» Problem details:
Each line below with the word "MessageId" needs to be copied.

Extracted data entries
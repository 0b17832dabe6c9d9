// SPDX-FileCopyrightText: 2026 Solace Contributors
// SPDX-License-Identifier: MIT OR Apache-2.0

//! Process-wide stop signal.

use tokio_util::sync::CancellationToken;
use tracing::{info, warn};

/// Returns a token cancelled on the first SIGINT or SIGTERM.
///
/// `solace serve` hands clones to the gateway and every background loop.
pub fn install_signal_handler() -> CancellationToken {
    let stop = CancellationToken::new();
    let trigger = stop.clone();
    tokio::spawn(async move {
        let signal = next_signal().await;
        info!(signal, "stopping solace");
        trigger.cancel();
    });
    stop
}

#[cfg(unix)]
async fn next_signal() -> &'static str {
    use tokio::signal::unix::{SignalKind, signal};

    match signal(SignalKind::terminate()) {
        Ok(mut term) => tokio::select! {
            _ = tokio::signal::ctrl_c() => "SIGINT",
            _ = term.recv() => "SIGTERM",
        },
        Err(e) => {
            warn!(error = %e, "SIGTERM unavailable, waiting for Ctrl+C only");
            let _ = tokio::signal::ctrl_c().await;
            "SIGINT"
        }
    }
}

#[cfg(not(unix))]
async fn next_signal() -> &'static str {
    let _ = tokio::signal::ctrl_c().await;
    "Ctrl+C"
}

#[cfg(test)]
mod tests {
    use super::*;

    #[tokio::test]
    async fn token_starts_live_and_cancels_on_demand() {
        let stop = install_signal_handler();
        let watcher = stop.child_token();
        assert!(!watcher.is_cancelled());
        stop.cancel();
        assert!(watcher.is_cancelled());
    }
}
// SPDX-FileCopyrightText: 2026 Solace Contributors
// SPDX-License-Identifier: MIT OR Apache-2.0

//! The Twilio-facing axum app: two signed webhooks plus a health check.

use axum::{
    Router, middleware as axum_middleware,
    routing::{get, post},
};
use solace_core::SolaceError;
use solace_pipeline::{Ingestion, Reconciler};
use tokio_util::sync::CancellationToken;
use tower_http::trace::TraceLayer;

use crate::handlers;
use crate::signature::{SignatureState, signature_middleware};

#[derive(Clone)]
pub struct HealthState {
    /// When the gateway came up; `/health` reports seconds since.
    pub start_time: std::time::Instant,
}

impl Default for HealthState {
    fn default() -> Self {
        Self {
            start_time: std::time::Instant::now(),
        }
    }
}

/// Pipeline stages the webhook handlers call into.
#[derive(Clone)]
pub struct GatewayState {
    /// Inbound SMS stage.
    pub ingestion: Ingestion,
    /// Delivery status stage.
    pub reconciler: Reconciler,
    pub health: HealthState,
}

/// Listen address, copied out of `[gateway]`.
#[derive(Debug, Clone)]
pub struct ServerConfig {
    pub host: String,
    pub port: u16,
}

/// Build the gateway router.
///
/// - GET /health (no signature)
/// - POST /sms/inbound (signed)
/// - POST /sms/status (signed)
pub fn router(state: GatewayState, signatures: SignatureState) -> Router {
    let public_routes = Router::new()
        .route("/health", get(handlers::get_health))
        .with_state(state.clone());

    let webhook_routes = Router::new()
        .route("/sms/inbound", post(handlers::post_inbound))
        .route("/sms/status", post(handlers::post_status))
        .route_layer(axum_middleware::from_fn_with_state(
            signatures,
            signature_middleware,
        ))
        .with_state(state);

    Router::new()
        .merge(public_routes)
        .merge(webhook_routes)
        .layer(TraceLayer::new_for_http())
}

/// Serve the gateway until `shutdown` is cancelled. In-flight requests are
/// allowed to finish.
pub async fn start_server(
    config: &ServerConfig,
    state: GatewayState,
    signatures: SignatureState,
    shutdown: CancellationToken,
) -> Result<(), SolaceError> {
    let app = router(state, signatures);

    let addr = format!("{}:{}", config.host, config.port);
    let listener = tokio::net::TcpListener::bind(&addr)
        .await
        .map_err(|e| SolaceError::Config(format!("failed to bind gateway to {addr}: {e}")))?;

    tracing::info!(%addr, "webhook gateway listening");

    axum::serve(listener, app)
        .with_graceful_shutdown(async move { shutdown.cancelled().await })
        .await
        .map_err(|e| SolaceError::Internal(format!("gateway server error: {e}")))?;

    tracing::info!("Gateway server stopped");
    Ok(())
}

#[cfg(test)]
mod tests {
    use super::*;

    #[test]
    fn server_config_debug() {
        let config = ServerConfig {
            host: "127.0.0.1".to_string(),
            port: 3000,
        };
        let debug = format!("{config:?}");
        assert!(debug.contains("127.0.0.1"));
    }

    #[test]
    fn health_state_starts_now() {
        let health = HealthState::default();
        assert!(health.start_time.elapsed().as_secs() < 5);
    }
}
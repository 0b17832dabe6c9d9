// SPDX-FileCopyrightText: 2026 Solace Contributors
// SPDX-License-Identifier: MIT OR Apache-2.0

//! Webhook signature verification.
//!
//! Twilio signs `url + key1 + value1 + key2 + value2 ...` (parameters sorted
//! by key) with HMAC-SHA1 keyed by the account auth token, base64-encoded.

use base64::Engine;
use base64::engine::general_purpose::STANDARD;
use hmac::{Hmac, Mac};
use sha1::Sha1;
use solace_core::SignatureVerifier;
use tracing::debug;

type HmacSha1 = Hmac<Sha1>;

fn signing_mac(auth_token: &str, url: &str, params: &[(String, String)]) -> HmacSha1 {
    let mut sorted: Vec<&(String, String)> = params.iter().collect();
    sorted.sort();

    let mut mac =
        HmacSha1::new_from_slice(auth_token.as_bytes()).expect("HMAC accepts any key length");
    mac.update(url.as_bytes());
    for (key, value) in sorted {
        mac.update(key.as_bytes());
        mac.update(value.as_bytes());
    }
    mac
}

/// Base64 signature Twilio would send for this request.
pub fn compute_signature(auth_token: &str, url: &str, params: &[(String, String)]) -> String {
    STANDARD.encode(signing_mac(auth_token, url, params).finalize().into_bytes())
}

/// Verifies signatures with the account auth token.
pub struct TwilioSignatureVerifier {
    auth_token: String,
}

impl TwilioSignatureVerifier {
    pub fn new(auth_token: impl Into<String>) -> Self {
        Self {
            auth_token: auth_token.into(),
        }
    }
}

impl std::fmt::Debug for TwilioSignatureVerifier {
    fn fmt(&self, f: &mut std::fmt::Formatter<'_>) -> std::fmt::Result {
        f.debug_struct("TwilioSignatureVerifier")
            .field("auth_token", &"[REDACTED]")
            .finish()
    }
}

impl SignatureVerifier for TwilioSignatureVerifier {
    fn verify(&self, url: &str, params: &[(String, String)], signature: &str) -> bool {
        let Ok(expected) = STANDARD.decode(signature.trim()) else {
            debug!("signature is not valid base64");
            return false;
        };
        signing_mac(&self.auth_token, url, params)
            .verify_slice(&expected)
            .is_ok()
    }
}

#[cfg(test)]
mod tests {
    use super::*;

    fn params() -> Vec<(String, String)> {
        vec![
            ("To".into(), "+15550000001".into()),
            ("From".into(), "+15550000002".into()),
            ("Body".into(), "Hello".into()),
            ("SmsSid".into(), "SM123".into()),
        ]
    }

    const URL: &str = "https://solace.example.com/sms/inbound";

    #[test]
    fn signature_is_order_independent() {
        let mut reversed = params();
        reversed.reverse();
        assert_eq!(
            compute_signature("token", URL, &params()),
            compute_signature("token", URL, &reversed)
        );
    }

    #[test]
    fn verifier_accepts_own_signature() {
        let signature = compute_signature("token", URL, &params());
        assert!(TwilioSignatureVerifier::new("token").verify(URL, &params(), &signature));
    }

    #[test]
    fn verifier_rejects_tampering() {
        let signature = compute_signature("token", URL, &params());
        let verifier = TwilioSignatureVerifier::new("token");

        let mut tampered = params();
        tampered[2].1 = "Goodbye".into();
        assert!(!verifier.verify(URL, &tampered, &signature));
        assert!(!verifier.verify("https://evil.example.com/sms/inbound", &params(), &signature));
        assert!(!TwilioSignatureVerifier::new("other").verify(URL, &params(), &signature));
        assert!(!verifier.verify(URL, &params(), "not base64!"));
    }

    #[test]
    fn debug_redacts_token() {
        let rendered = format!("{:?}", TwilioSignatureVerifier::new("secret-token"));
        assert!(!rendered.contains("secret-token"));
    }
}
// SPDX-FileCopyrightText: 2026 Solace Contributors
// SPDX-License-Identifier: MIT OR Apache-2.0

//! Credit ledger. At most one debit is ever recorded per message.

use rusqlite::params;
use solace_core::SolaceError;
use solace_core::types::{CreditDebit, MessageId, UserId};

use crate::database::Database;

/// Record a debit. Returns `false` when the message was already debited.
pub async fn debit(db: &Database, debit: CreditDebit) -> Result<bool, SolaceError> {
    let inserted = db
        .connection()
        .call(move |conn| {
            conn.execute(
                "INSERT OR IGNORE INTO credit_debits (user_id, conversation_id, message_id, amount)
                 VALUES (?1, ?2, ?3, ?4)",
                params![
                    debit.user_id.0,
                    debit.conversation_id.0,
                    debit.message_id.0,
                    debit.amount
                ],
            )
        })
        .await
        .map_err(crate::database::map_tr_err)?;
    Ok(inserted == 1)
}

/// Number of debits recorded against a message (0 or 1).
pub async fn debits_for_message(db: &Database, message_id: MessageId) -> Result<u64, SolaceError> {
    let count: i64 = db
        .connection()
        .call(move |conn| {
            conn.query_row(
                "SELECT COUNT(*) FROM credit_debits WHERE message_id = ?1",
                params![message_id.0],
                |row| row.get(0),
            )
        })
        .await
        .map_err(crate::database::map_tr_err)?;
    Ok(count.max(0) as u64)
}

/// Sum of all debits charged to a user.
pub async fn total_debited(db: &Database, user_id: UserId) -> Result<f64, SolaceError> {
    db.connection()
        .call(move |conn| {
            conn.query_row(
                "SELECT COALESCE(SUM(amount), 0.0) FROM credit_debits WHERE user_id = ?1",
                params![user_id.0],
                |row| row.get(0),
            )
        })
        .await
        .map_err(crate::database::map_tr_err)
}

» Answer box:
use solace_core::types::{CreditDebit, MessageId, UserId};
pub async fn debits_for_message(db: &Database, message_id: MessageId) -> Result<u64, SolaceError> {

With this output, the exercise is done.